O ministro do Supremo Tribunal Federal (STF) Alexandre de Moraes rejeitou os pedidos da defesa do tenente-coronel e ex-ajudante de ordens de Jair Bolsonaro, Mauro Cid. As solicitações versavam, principalmente, sobre a revogação do uso de tornozeleira eletrônica e a liberação da pena de dois anos imposta a ele por tentativa de golpe de Estado.
Segundo sua defesa, Cid deveria ser dispensado da pena, pois foi alvo de diversas medidas cautelares ao longo do processo, e, assim, já teria cumprido a pena.

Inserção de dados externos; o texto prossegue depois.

use std::fs;
use std::sync::Arc;
use std::thread;

use bruce_core::store::{LoadIssue, StoreError, TaskPatch, TaskStore};
use bruce_core::task::{TaskStatus, LEGACY_PHASE_ID};
use pretty_assertions::assert_eq;
use tempfile::TempDir;

fn store(temp: &TempDir) -> TaskStore {
    let phases = temp.path().join("phases");
    fs::create_dir_all(&phases).expect("phases dir");
    TaskStore::new(temp.path().join("tasks.yaml"), phases)
}

#[test]
fn legacy_and_phase_files_merge_into_one_view() {
    let temp = TempDir::new().expect("tempdir");
    let store = store(&temp);
    fs::write(
        store.tasks_file(),
        "tasks:\n  - id: t1\n    description: bootstrap repo\n    status: completed\n",
    )
    .expect("legacy");
    fs::write(
        store.phases_dir().join("phase1_core.yaml"),
        "phase:\n  id: 1\n  name: Core\ntasks:\n  - id: t2\n    description: parse config\n    status: pending\n    depends_on: [t1]\n",
    )
    .expect("phase");

    let report = store.load();
    assert!(report.issues.is_empty());
    assert_eq!(
        report.tasks.iter().map(|t| t.id.as_str()).collect::<Vec<_>>(),
        vec!["t1", "t2"]
    );
    let t1 = report.find("t1").expect("t1");
    assert_eq!(t1.phase, LEGACY_PHASE_ID);
    let t2 = report.find("t2").expect("t2");
    assert_eq!(t2.phase, 1);
    assert_eq!(t2.phase_name, "Core");
    assert_eq!(t2.depends_on, vec!["t1".to_string()]);

    let progress = report.phase_progress();
    assert_eq!(progress[&0].total, 1);
    assert_eq!(progress[&0].completed, 1);
    assert_eq!(progress[&0].percentage, 100.0);
    assert_eq!(progress[&1].total, 1);
    assert_eq!(progress[&1].pending, 1);
    assert_eq!(progress[&1].percentage, 0.0);
}

#[test]
fn phase_without_tasks_reports_zero_percent() {
    let temp = TempDir::new().expect("tempdir");
    let store = store(&temp);
    fs::write(
        store.phases_dir().join("phase2_empty.yaml"),
        "phase:\n  id: 2\n  name: Empty\ntasks: []\n",
    )
    .expect("phase");
    let progress = store.phase_progress();
    let empty = &progress[&2];
    assert_eq!(empty.name, "Empty");
    assert_eq!(empty.total, 0);
    assert_eq!(empty.percentage, 0.0);
}

#[test]
fn update_keeps_siblings_and_unknown_keys() {
    let temp = TempDir::new().expect("tempdir");
    let store = store(&temp);
    let path = store.phases_dir().join("phase1_core.yaml");
    fs::write(
        &path,
        "phase:\n  id: 1\n  name: Core\n  owner: infra\ntasks:\n  - id: a\n    status: pending\n    estimate: 3\n  - id: b\n    status: pending\n",
    )
    .expect("phase");

    let updated = store
        .save_update("a", &TaskPatch::new().status(TaskStatus::Completed).set("output", "src/a.rs"))
        .expect("update");
    assert_eq!(updated.status, TaskStatus::Completed);
    assert_eq!(updated.output.as_deref(), Some("src/a.rs"));

    let text = fs::read_to_string(&path).expect("read");
    assert!(text.contains("owner: infra"));
    assert!(text.contains("estimate: 3"));
    assert!(!text.contains("phase_name"));

    let report = store.load();
    assert_eq!(report.find("b").map(|t| t.status), Some(TaskStatus::Pending));
    assert_eq!(report.find("a").map(|t| t.status), Some(TaskStatus::Completed));
    assert_eq!(
        report
            .find("a")
            .and_then(|t| t.extra.get("estimate").and_then(|v| v.as_i64())),
        Some(3)
    );
}

#[test]
fn duplicate_ids_keep_first_and_report_the_rest() {
    let temp = TempDir::new().expect("tempdir");
    let store = store(&temp);
    fs::write(
        store.tasks_file(),
        "tasks:\n  - id: dup\n    description: legacy copy\n",
    )
    .expect("legacy");
    fs::write(
        store.phases_dir().join("phase1_core.yaml"),
        "phase:\n  id: 1\n  name: Core\ntasks:\n  - id: dup\n    description: phase copy\n",
    )
    .expect("phase");

    let report = store.load();
    assert_eq!(report.tasks.len(), 1);
    assert_eq!(report.tasks[0].description, "legacy copy");
    assert!(matches!(report.issues.as_slice(), [LoadIssue::DuplicateId { .. }]));
    assert!(report.strict().is_err());
}

#[test]
fn malformed_phase_file_does_not_hide_other_phases() {
    let temp = TempDir::new().expect("tempdir");
    let store = store(&temp);
    fs::write(store.phases_dir().join("phase1_bad.yaml"), "tasks: [unclosed\n").expect("bad");
    fs::write(
        store.phases_dir().join("phase2_ok.yaml"),
        "phase:\n  id: 2\n  name: Ok\ntasks:\n  - id: ok\n",
    )
    .expect("ok");
    let report = store.load();
    assert_eq!(report.issues.len(), 1);
    assert!(report.issues[0].path().ends_with("phase1_bad.yaml"));
    assert!(report.find("ok").is_some());
}

#[test]
fn concurrent_updates_to_one_file_are_all_kept() {
    let temp = TempDir::new().expect("tempdir");
    let store = Arc::new(store(&temp));
    let mut body = String::from("phase:\n  id: 1\n  name: Core\ntasks:\n");
    for i in 0..8 {
        body.push_str(&format!("  - id: c{}\n    status: pending\n", i));
    }
    fs::write(store.phases_dir().join("phase1_core.yaml"), body).expect("phase");

    let handles: Vec<_> = (0..8)
        .map(|i| {
            let store = Arc::clone(&store);
            thread::spawn(move || {
                store
                    .save_update(
                        &format!("c{}", i),
                        &TaskPatch::new().status(TaskStatus::Completed),
                    )
                    .expect("update");
            })
        })
        .collect();
    for handle in handles {
        handle.join().expect("join");
    }

    let report = store.load();
    assert!(report
        .tasks
        .iter()
        .all(|task| task.status == TaskStatus::Completed));
    assert_eq!(report.tasks.len(), 8);
}

#[test]
fn unknown_task_update_is_not_found() {
    let temp = TempDir::new().expect("tempdir");
    let store = store(&temp);
    let err = store
        .save_update("ghost", &TaskPatch::new().set("output", "x"))
        .expect_err("missing");
    assert!(err.to_string().contains("ghost"));
}

#[test]
fn notes_are_appended_with_timestamp() {
    let temp = TempDir::new().expect("tempdir");
    let store = store(&temp);
    fs::write(store.tasks_file(), "tasks:\n  - id: n1\n").expect("legacy");
    store
        .append_note("n1", "first", "2026-06-01T09:00:00+00:00")
        .expect("note");
    let task = store
        .append_note("n1", "second", "2026-06-01T10:00:00+00:00")
        .expect("note");
    assert_eq!(
        task.notes.iter().map(|n| n.note.as_str()).collect::<Vec<_>>(),
        vec!["first", "second"]
    );
}

#[test]
fn rejected_update_leaves_task_on_disk() {
    let temp = TempDir::new().expect("tempdir");
    let store = store(&temp);
    let original = "tasks:\n  - id: t1\n    description: first\n  - id: t2\n    description: second\n";
    fs::write(store.tasks_file(), original).expect("legacy");

    let err = store
        .save_update("t1", &TaskPatch::new().set("phase", "abc"))
        .expect_err("invalid phase");
    assert!(matches!(err, StoreError::InvalidUpdate { ref task_id, .. } if task_id == "t1"));
    assert_eq!(fs::read_to_string(store.tasks_file()).expect("read"), original);

    let report = store.load();
    assert!(report.issues.is_empty());
    assert_eq!(
        report.tasks.iter().map(|t| t.id.as_str()).collect::<Vec<_>>(),
        vec!["t1", "t2"]
    );
}

#[test]
fn read_only_origin_fails_with_write_error_and_stays_intact() {
    let temp = TempDir::new().expect("tempdir");
    let store = store(&temp);
    let original = "tasks:\n  - id: r1\n    status: pending\n";
    fs::write(store.tasks_file(), original).expect("legacy");
    let mut permissions = fs::metadata(store.tasks_file()).expect("meta").permissions();
    permissions.set_readonly(true);
    fs::set_permissions(store.tasks_file(), permissions).expect("read-only");

    let err = store
        .save_update("r1", &TaskPatch::new().status(TaskStatus::Completed))
        .expect_err("read-only");
    assert!(matches!(err, StoreError::Write { .. }));
    assert_eq!(fs::read_to_string(store.tasks_file()).expect("read"), original);
    assert_eq!(
        store.load().find("r1").map(|t| t.status),
        Some(TaskStatus::Pending)
    );
}

#[test]
fn separate_store_handles_serialize_through_the_file_lock() {
    let temp = TempDir::new().expect("tempdir");
    let path = {
        let store = store(&temp);
        let mut body = String::from("tasks:\n");
        for i in 0..6 {
            body.push_str(&format!("  - id: s{}\n    status: pending\n", i));
        }
        fs::write(store.tasks_file(), body).expect("legacy");
        store.tasks_file().to_path_buf()
    };

    let handles: Vec<_> = (0..6)
        .map(|i| {
            let store = TaskStore::new(path.clone(), temp.path().join("phases"));
            thread::spawn(move || {
                store
                    .save_update(&format!("s{}", i), &TaskPatch::new().status(TaskStatus::Blocked))
                    .expect("update");
            })
        })
        .collect();
    for handle in handles {
        handle.join().expect("join");
    }

    let report = store(&temp).load();
    assert_eq!(report.tasks.len(), 6);
    assert!(report.tasks.iter().all(|task| task.status == TaskStatus::Blocked));
    let leftovers: Vec<String> = fs::read_dir(temp.path())
        .expect("dir")
        .filter_map(|entry| entry.ok())
        .map(|entry| entry.file_name().to_string_lossy().into_owned())
        .filter(|name| name.ends_with(".tmp"))
        .collect();
    assert!(leftovers.is_empty());
}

Além dos dois pedidos, os advogados também solicitaram a restituição dos bens e valores apreendidos pela Polícia Federal (PF) e a devolução dos passaportes do ex-aliado de Bolsonaro.
Mauro Cid recebeu a condenação na última quinta-feira (11): uma pena de apenas dois anos devido a sua delação premiada.
Moraes justificou a rejeição afirmando que a análise do caso deve ser feita quando o processo transitar em julgado, ou seja, quando todos os recursos acabarem.
“Considerando que o momento processual adequado para análise dos pedidos formulados será com o início da execução da pena e após o trânsito em julgado da presente ação penal, INDEFIRO o requerimento formulado pelo réu MAURO CÉSAR BARBOSA CID, nos termos do art. 21, desta SUPREMA CORTE”, escreveu o ministro.